● Prompt
Your answer should consist of each line below that includes the word "Spawn".
Top of Source data
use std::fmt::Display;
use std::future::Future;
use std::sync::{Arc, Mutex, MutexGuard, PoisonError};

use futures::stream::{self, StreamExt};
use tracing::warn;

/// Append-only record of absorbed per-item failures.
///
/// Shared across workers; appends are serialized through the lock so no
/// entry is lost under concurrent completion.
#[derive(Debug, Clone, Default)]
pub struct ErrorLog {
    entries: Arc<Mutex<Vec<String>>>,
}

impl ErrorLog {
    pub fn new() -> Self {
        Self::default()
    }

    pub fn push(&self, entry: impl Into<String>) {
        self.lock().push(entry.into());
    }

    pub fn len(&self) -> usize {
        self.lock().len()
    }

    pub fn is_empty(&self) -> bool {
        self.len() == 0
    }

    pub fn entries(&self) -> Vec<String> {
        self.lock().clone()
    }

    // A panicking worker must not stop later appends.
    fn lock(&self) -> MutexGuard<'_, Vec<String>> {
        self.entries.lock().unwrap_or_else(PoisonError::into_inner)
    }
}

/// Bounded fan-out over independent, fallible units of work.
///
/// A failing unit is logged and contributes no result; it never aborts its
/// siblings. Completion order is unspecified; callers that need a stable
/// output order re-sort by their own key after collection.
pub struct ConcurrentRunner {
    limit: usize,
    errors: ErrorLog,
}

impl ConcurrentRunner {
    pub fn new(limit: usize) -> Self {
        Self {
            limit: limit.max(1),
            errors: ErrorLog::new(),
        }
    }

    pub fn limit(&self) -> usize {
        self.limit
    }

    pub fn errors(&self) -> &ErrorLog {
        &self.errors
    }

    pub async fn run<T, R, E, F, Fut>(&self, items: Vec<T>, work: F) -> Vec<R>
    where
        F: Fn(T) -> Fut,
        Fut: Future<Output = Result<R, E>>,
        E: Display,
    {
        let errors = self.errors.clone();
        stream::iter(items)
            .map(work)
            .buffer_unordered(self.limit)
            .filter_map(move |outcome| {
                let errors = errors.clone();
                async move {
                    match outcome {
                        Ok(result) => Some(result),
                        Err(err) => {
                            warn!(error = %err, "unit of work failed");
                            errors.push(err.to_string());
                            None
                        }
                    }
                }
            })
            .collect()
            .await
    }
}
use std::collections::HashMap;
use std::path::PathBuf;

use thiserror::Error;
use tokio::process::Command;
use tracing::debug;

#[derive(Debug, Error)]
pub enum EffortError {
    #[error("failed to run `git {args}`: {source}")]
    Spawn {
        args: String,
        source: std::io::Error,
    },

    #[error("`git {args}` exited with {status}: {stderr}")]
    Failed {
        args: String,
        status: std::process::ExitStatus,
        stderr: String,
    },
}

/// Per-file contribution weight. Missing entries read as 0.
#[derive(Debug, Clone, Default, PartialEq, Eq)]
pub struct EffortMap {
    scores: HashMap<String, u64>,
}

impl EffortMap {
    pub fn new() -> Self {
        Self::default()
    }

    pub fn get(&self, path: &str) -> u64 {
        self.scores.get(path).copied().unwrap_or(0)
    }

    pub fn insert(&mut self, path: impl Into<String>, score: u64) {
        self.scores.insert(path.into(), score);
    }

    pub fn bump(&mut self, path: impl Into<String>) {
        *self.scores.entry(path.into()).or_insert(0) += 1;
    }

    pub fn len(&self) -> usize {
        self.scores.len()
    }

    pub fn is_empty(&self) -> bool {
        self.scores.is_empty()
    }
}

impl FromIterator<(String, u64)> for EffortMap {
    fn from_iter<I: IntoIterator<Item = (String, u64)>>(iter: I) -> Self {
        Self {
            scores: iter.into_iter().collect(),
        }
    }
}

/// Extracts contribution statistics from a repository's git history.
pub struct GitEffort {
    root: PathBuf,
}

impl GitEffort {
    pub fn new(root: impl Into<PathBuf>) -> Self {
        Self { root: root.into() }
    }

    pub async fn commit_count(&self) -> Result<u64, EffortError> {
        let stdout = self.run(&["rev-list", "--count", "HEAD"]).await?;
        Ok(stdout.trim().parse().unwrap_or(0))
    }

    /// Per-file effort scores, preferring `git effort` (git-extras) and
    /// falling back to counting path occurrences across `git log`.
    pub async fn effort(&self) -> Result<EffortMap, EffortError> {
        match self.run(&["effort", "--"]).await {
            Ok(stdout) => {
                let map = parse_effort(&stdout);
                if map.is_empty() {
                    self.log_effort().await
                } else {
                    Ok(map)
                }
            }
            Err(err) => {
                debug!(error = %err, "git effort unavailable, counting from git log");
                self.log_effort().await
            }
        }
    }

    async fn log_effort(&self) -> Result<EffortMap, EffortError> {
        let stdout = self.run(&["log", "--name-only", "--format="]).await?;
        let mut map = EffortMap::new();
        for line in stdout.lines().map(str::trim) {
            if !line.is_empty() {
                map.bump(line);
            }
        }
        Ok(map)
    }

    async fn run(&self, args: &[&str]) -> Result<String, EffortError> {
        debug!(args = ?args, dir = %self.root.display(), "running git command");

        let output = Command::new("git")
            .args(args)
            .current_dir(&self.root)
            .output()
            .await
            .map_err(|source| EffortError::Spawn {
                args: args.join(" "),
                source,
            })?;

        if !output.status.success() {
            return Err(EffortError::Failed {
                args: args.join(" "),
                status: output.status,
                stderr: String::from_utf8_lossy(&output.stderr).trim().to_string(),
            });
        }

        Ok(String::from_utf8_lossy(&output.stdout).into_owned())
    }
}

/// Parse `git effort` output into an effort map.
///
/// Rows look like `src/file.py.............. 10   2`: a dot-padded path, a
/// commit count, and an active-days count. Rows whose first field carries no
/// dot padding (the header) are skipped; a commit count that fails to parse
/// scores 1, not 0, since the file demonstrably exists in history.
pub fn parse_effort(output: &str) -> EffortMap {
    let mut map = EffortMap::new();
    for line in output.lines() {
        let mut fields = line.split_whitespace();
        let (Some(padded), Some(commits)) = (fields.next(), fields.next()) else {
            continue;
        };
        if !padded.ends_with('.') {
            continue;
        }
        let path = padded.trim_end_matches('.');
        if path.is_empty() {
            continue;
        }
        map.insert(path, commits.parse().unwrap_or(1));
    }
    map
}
Bottom of Source data
● Result of this exercise
    Spawn {
            .map_err(|source| EffortError::Spawn {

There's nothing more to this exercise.